Copy each line of the data that has "impl" in it.

DATA FOR THIS TASK Start Marker

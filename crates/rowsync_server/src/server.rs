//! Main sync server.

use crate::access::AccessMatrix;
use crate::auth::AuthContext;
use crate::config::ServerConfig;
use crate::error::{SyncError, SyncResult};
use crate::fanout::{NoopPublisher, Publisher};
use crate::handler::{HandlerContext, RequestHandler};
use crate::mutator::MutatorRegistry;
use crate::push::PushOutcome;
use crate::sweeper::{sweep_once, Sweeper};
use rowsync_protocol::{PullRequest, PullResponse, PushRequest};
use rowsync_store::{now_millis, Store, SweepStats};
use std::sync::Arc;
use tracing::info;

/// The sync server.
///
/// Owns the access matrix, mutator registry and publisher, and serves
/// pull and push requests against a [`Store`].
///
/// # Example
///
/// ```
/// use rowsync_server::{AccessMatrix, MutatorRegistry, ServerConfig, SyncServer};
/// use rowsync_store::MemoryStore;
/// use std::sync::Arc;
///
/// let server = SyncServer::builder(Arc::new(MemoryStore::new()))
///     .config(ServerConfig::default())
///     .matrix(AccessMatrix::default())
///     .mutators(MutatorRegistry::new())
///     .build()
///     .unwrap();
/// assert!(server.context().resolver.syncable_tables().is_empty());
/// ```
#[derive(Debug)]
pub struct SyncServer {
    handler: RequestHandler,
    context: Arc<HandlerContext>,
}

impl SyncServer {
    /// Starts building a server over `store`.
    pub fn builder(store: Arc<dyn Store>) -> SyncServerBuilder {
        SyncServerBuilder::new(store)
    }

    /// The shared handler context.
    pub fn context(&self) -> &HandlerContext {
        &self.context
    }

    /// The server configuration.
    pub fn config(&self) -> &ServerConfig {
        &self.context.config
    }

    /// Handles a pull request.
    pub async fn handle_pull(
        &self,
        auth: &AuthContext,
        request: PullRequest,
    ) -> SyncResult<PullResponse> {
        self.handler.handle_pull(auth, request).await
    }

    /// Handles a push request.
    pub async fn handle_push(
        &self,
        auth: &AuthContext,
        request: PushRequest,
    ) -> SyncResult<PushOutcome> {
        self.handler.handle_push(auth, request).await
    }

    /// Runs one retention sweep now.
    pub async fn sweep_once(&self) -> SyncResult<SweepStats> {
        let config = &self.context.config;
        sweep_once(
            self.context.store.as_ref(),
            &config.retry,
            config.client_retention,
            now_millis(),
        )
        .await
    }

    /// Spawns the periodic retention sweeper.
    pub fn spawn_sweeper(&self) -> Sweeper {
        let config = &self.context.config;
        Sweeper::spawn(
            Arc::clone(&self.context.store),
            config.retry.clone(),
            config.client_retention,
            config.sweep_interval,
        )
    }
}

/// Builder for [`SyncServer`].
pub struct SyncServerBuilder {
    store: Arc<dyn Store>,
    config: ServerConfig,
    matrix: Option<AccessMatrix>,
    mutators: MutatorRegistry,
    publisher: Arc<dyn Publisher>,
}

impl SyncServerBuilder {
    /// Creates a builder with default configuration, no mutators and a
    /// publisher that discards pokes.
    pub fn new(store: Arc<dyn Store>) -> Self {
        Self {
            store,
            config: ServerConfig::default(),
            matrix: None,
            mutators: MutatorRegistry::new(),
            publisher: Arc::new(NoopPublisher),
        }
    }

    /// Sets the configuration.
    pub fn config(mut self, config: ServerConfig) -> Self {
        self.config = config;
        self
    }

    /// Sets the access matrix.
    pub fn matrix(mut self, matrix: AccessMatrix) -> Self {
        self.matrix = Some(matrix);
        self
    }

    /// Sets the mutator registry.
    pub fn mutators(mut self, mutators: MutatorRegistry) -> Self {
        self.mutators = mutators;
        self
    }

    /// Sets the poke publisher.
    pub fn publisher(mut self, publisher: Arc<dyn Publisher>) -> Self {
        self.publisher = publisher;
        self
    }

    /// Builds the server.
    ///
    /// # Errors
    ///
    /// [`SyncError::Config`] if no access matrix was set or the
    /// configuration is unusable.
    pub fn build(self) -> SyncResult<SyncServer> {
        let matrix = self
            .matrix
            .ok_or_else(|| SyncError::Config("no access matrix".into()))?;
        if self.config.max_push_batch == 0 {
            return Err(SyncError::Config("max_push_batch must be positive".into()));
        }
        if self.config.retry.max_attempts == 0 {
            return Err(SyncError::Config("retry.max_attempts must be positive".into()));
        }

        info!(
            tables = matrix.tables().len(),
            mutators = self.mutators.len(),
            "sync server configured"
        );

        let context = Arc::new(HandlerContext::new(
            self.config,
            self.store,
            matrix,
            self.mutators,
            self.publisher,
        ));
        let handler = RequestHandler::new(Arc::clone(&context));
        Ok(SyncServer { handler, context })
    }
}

DATA FOR THIS TASK End Marker

* [ANSWER]
impl SyncServer {
impl SyncServerBuilder {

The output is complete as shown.